PROBLEM DESCRIPTION
Copy out each line of the entries where the word "response" is present.

Collected data entries:
BEGIN

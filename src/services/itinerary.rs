//! Destination suggestion and full-plan generation.

use std::sync::Arc;

use chrono::{NaiveDate, Utc};
use tracing::info;

use crate::error::{PlannerError, Result};
use crate::services::gemini::GeminiClient;
use crate::services::parser;
use crate::services::prompts;
use crate::types::{Destination, DestinationList, Plan, PlanParams};

/// Inputs for plan generation, after budget reconciliation.
#[derive(Debug, Clone)]
pub struct PlanRequest {
    pub activity: String,
    pub destination: String,
    pub start_date: NaiveDate,
    pub end_date: NaiveDate,
    /// Budget ceiling passed to the AI, in yen
    pub budget: u32,
    pub preferences: Option<String>,
}

/// Inclusive day count between two dates: June 1st through June 3rd is a
/// three-day trip.
pub fn day_count(start_date: NaiveDate, end_date: NaiveDate) -> i64 {
    (end_date - start_date).num_days() + 1
}

/// Generator for destination suggestions and day-by-day itineraries.
#[derive(Debug, Clone)]
pub struct ItineraryGenerator {
    client: Arc<GeminiClient>,
}

impl ItineraryGenerator {
    pub fn new(client: Arc<GeminiClient>) -> Self {
        Self { client }
    }

    /// Suggest destinations for an activity.
    ///
    /// `exclude_ids` lists already-shown suggestions; avoidance is
    /// best-effort on the AI side, the client does not re-filter.
    pub async fn suggest_destinations(
        &self,
        activity: &str,
        exclude_ids: &[String],
    ) -> Result<Vec<Destination>> {
        let prompt = prompts::destination_prompt(activity, exclude_ids);
        let response = self.client.generate(&prompt).await?;
        let list: DestinationList = parser::decode(&response)?;

        info!(
            target: "trip_planner::itinerary",
            activity,
            count = list.destinations.len(),
            "destinations suggested"
        );
        Ok(list.destinations)
    }

    /// Generate the full plan and stamp it with the generation time and an
    /// echo of the request.
    ///
    /// The AI-returned budget total is trusted as-is; whether it exceeds
    /// the requested ceiling is a display concern.
    pub async fn generate_plan(&self, request: &PlanRequest) -> Result<Plan> {
        let days = day_count(request.start_date, request.end_date);
        if days < 1 {
            return Err(PlannerError::Validation {
                field: "endDate".to_string(),
                message: "end date precedes start date".to_string(),
            });
        }

        let prompt = prompts::itinerary_prompt(
            &request.activity,
            &request.destination,
            request.start_date,
            request.end_date,
            days,
            request.budget,
            request.preferences.as_deref(),
        );

        let response = self.client.generate(&prompt).await?;
        let mut plan: Plan = parser::decode(&response)?;

        plan.generated_at = Some(Utc::now());
        plan.params = Some(PlanParams {
            activity: request.activity.clone(),
            destination: request.destination.clone(),
            start_date: request.start_date,
            end_date: request.end_date,
            budget: request.budget,
        });

        info!(
            target: "trip_planner::itinerary",
            destination = %request.destination,
            days,
            total = plan.budget_breakdown.total,
            "plan generated"
        );
        Ok(plan)
    }
}

#[cfg(test)]
mod tests {
    use super::*;

    fn date(y: i32, m: u32, d: u32) -> NaiveDate {
        NaiveDate::from_ymd_opt(y, m, d).unwrap()
    }

    #[test]
    fn day_count_is_inclusive() {
        assert_eq!(day_count(date(2025, 6, 1), date(2025, 6, 3)), 3);
        assert_eq!(day_count(date(2025, 6, 1), date(2025, 6, 1)), 1);
        assert_eq!(day_count(date(2025, 12, 30), date(2026, 1, 2)), 4);
    }

    #[test]
    fn day_count_goes_negative_on_reversed_dates() {
        assert!(day_count(date(2025, 6, 3), date(2025, 6, 1)) < 1);
    }
}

END

REPLY TO THE TASK
        let response = self.client.generate(&prompt).await?;
        let list: DestinationList = parser::decode(&response)?;
        let response = self.client.generate(&prompt).await?;
        let mut plan: Plan = parser::decode(&response)?;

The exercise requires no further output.